'''

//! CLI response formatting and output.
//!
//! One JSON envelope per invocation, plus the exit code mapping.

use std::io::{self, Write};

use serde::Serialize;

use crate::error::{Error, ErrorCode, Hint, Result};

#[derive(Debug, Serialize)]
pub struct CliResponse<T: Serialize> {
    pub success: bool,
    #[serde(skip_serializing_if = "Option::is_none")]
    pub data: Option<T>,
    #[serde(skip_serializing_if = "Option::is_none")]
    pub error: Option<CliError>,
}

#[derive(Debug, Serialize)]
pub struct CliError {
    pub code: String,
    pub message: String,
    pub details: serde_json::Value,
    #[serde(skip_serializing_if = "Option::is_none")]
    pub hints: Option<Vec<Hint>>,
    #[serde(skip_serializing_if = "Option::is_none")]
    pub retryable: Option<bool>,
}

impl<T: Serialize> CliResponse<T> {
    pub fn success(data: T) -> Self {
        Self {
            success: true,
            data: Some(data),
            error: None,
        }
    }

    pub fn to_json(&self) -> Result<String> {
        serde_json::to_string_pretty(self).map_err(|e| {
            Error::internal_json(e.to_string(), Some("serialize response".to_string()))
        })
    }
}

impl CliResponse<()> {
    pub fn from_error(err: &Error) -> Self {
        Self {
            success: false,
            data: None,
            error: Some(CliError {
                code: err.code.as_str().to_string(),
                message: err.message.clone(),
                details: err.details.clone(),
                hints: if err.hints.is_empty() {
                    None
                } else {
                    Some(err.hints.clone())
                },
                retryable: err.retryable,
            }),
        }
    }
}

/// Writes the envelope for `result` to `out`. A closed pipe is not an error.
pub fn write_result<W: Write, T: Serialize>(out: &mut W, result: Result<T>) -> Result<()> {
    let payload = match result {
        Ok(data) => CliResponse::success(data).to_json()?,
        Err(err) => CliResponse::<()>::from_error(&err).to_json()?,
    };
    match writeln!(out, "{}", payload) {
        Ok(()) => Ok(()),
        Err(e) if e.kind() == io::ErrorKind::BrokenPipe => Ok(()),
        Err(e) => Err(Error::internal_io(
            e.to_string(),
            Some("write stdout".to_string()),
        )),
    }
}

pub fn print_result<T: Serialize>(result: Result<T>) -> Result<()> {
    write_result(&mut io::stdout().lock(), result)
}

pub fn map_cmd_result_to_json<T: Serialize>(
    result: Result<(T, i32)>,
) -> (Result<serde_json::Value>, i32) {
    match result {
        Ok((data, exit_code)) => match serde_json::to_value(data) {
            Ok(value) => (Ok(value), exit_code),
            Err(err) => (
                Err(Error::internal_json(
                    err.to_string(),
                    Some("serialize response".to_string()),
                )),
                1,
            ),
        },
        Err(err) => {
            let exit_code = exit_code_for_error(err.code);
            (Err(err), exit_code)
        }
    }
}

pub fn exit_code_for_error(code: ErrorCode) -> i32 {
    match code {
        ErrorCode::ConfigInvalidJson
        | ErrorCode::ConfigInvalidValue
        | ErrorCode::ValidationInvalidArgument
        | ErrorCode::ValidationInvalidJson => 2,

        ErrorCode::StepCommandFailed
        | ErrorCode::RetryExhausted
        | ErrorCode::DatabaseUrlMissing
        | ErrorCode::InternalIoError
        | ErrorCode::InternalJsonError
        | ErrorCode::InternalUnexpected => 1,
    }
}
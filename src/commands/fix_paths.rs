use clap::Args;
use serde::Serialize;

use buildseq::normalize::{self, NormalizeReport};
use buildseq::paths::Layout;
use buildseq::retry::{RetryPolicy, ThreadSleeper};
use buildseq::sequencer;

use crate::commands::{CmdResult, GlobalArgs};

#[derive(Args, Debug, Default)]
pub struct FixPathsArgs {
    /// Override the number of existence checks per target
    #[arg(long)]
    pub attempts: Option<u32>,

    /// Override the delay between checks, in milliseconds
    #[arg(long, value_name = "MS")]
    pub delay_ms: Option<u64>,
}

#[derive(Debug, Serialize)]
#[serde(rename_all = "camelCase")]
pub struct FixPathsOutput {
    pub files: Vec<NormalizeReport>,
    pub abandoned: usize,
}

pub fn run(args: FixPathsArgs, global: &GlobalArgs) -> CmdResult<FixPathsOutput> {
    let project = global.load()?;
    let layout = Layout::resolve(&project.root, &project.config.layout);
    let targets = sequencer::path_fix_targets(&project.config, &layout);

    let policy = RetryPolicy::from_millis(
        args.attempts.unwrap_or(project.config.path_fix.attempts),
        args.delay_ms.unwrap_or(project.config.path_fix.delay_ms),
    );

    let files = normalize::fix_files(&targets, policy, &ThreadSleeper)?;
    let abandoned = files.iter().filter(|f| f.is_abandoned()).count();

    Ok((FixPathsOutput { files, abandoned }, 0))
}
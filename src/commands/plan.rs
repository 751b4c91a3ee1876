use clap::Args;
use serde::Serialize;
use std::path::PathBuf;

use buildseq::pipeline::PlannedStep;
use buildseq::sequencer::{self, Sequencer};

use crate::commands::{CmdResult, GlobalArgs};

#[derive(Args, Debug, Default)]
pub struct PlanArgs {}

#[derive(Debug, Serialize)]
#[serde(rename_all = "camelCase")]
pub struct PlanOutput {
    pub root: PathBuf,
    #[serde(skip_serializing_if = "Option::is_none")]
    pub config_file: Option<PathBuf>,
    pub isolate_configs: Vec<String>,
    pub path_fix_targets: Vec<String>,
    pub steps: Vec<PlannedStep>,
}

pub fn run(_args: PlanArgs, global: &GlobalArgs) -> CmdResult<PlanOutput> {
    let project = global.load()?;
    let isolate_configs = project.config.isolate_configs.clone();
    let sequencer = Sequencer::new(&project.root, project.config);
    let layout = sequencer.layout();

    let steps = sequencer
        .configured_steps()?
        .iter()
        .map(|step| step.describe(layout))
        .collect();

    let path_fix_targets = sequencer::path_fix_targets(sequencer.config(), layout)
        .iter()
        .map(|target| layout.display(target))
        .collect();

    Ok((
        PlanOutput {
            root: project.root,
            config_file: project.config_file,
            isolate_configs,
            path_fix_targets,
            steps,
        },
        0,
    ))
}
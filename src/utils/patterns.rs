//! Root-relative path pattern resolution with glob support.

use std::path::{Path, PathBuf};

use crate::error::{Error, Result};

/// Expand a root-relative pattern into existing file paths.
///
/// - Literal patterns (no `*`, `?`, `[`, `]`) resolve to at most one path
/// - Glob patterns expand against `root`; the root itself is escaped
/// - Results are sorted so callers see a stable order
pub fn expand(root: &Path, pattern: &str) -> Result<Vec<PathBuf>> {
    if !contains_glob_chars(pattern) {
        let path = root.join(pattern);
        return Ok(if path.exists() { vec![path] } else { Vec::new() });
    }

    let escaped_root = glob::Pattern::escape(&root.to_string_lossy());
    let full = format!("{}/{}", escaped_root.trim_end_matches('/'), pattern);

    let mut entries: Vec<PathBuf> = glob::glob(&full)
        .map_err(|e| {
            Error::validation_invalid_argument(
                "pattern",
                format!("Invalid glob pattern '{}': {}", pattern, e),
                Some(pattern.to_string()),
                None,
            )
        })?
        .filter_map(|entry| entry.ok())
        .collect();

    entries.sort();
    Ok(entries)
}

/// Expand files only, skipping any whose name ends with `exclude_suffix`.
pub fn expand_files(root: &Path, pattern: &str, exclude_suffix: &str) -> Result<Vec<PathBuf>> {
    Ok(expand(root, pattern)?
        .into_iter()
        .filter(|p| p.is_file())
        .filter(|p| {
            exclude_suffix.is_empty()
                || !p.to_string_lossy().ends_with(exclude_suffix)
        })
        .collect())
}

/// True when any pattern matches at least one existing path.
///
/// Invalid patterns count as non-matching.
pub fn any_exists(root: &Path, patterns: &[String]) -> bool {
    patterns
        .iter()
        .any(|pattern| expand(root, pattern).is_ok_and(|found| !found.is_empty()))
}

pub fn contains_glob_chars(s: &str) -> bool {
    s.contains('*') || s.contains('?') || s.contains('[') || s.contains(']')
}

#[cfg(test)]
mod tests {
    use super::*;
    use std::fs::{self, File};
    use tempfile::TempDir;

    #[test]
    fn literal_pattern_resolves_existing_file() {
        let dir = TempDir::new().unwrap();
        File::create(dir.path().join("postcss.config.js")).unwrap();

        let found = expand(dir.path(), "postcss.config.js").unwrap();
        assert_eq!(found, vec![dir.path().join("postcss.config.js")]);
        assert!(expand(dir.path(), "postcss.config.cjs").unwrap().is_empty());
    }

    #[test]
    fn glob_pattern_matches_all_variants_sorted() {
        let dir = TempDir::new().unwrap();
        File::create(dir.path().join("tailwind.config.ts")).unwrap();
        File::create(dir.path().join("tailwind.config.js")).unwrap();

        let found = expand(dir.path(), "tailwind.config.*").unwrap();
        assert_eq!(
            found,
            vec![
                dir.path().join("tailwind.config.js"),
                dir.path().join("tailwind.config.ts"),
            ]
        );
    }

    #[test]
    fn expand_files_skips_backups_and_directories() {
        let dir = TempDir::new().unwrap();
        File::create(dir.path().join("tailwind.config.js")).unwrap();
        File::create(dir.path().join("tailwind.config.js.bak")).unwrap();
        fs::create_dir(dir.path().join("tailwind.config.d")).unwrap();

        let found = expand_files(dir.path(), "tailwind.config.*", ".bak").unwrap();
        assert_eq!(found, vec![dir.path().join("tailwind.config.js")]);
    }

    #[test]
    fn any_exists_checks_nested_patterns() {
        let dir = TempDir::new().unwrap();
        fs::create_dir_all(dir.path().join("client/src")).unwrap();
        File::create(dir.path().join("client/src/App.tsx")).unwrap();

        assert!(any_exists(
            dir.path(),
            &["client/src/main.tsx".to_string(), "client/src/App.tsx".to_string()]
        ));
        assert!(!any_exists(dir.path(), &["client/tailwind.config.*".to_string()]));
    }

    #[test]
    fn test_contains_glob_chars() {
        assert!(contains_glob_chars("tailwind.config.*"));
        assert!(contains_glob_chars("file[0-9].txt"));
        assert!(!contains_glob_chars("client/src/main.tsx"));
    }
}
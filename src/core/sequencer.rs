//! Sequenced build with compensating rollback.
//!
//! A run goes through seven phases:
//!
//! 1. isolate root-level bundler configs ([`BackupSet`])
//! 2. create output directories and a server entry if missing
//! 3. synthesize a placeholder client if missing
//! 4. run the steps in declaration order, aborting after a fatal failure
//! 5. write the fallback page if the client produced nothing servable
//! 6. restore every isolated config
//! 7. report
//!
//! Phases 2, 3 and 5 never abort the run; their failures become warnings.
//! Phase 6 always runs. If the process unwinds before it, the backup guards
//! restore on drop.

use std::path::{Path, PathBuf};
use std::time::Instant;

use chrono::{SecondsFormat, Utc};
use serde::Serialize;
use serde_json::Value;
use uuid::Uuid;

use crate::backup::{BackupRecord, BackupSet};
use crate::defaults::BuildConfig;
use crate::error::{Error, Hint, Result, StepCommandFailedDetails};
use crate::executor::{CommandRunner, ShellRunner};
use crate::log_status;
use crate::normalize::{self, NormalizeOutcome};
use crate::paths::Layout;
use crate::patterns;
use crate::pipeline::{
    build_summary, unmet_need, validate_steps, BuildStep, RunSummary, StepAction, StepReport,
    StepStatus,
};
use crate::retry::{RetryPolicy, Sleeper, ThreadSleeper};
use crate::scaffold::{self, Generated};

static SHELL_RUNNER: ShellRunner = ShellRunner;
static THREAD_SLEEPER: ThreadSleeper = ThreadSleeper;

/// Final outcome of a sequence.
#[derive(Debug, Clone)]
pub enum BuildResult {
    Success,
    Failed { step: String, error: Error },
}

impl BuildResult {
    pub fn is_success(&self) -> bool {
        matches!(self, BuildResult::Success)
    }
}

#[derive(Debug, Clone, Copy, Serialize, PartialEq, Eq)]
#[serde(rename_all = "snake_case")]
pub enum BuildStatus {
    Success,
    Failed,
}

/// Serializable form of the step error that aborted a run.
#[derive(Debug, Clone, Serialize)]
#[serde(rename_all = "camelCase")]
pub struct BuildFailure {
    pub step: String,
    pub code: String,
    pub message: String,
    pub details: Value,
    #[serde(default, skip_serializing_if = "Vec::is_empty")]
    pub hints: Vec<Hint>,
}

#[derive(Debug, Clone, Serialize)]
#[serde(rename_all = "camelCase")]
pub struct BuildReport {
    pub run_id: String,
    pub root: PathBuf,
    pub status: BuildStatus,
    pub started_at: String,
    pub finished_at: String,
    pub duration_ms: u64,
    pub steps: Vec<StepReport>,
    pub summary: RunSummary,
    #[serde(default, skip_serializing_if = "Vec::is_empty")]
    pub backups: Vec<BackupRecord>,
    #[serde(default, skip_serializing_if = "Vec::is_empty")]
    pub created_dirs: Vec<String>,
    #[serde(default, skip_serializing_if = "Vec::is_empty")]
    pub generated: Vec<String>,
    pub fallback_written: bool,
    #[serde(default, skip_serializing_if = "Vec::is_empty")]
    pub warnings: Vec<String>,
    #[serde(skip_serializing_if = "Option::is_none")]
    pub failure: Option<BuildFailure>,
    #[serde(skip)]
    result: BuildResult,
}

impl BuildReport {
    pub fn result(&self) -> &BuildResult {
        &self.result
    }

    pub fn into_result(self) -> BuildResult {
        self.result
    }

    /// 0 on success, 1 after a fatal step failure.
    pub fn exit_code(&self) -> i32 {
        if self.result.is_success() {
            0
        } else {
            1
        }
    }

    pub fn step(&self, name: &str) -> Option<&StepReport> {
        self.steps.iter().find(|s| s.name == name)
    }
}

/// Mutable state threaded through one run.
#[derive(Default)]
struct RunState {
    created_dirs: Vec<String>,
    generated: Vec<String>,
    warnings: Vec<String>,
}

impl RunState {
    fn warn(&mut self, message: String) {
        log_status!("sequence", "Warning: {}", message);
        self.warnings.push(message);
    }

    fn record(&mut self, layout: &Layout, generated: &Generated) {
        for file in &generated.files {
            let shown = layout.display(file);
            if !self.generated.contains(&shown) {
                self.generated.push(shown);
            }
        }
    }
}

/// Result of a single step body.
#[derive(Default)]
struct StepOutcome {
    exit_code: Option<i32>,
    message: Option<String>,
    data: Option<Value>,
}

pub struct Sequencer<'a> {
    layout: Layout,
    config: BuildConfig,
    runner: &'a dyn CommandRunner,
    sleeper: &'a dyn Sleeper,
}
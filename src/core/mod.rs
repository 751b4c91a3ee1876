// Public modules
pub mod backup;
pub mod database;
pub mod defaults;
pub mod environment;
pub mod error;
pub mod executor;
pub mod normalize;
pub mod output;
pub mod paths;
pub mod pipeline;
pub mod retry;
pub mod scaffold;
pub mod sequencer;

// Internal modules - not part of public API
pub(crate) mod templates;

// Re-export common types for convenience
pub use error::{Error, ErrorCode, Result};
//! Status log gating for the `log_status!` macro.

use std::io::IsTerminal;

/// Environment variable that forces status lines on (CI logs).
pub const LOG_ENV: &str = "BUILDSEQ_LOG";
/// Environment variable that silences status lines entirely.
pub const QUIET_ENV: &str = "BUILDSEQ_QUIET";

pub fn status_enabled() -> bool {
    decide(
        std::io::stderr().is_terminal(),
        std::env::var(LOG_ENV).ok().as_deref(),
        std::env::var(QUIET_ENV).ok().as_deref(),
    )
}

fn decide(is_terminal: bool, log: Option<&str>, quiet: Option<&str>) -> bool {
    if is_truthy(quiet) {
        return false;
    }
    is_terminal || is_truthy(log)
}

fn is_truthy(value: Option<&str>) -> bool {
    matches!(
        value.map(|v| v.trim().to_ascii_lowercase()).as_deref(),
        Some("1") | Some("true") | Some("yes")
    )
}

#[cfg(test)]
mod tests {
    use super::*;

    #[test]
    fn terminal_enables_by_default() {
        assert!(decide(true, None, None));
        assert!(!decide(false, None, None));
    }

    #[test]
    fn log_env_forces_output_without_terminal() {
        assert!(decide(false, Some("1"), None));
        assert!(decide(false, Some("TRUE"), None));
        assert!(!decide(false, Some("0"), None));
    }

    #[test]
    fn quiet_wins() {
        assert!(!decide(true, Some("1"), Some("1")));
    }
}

'''

Report all lines of the data that include the word "else".

**Exercise answer:**
                } else {
        return Ok(if path.exists() { vec![path] } else { Vec::new() });
        } else {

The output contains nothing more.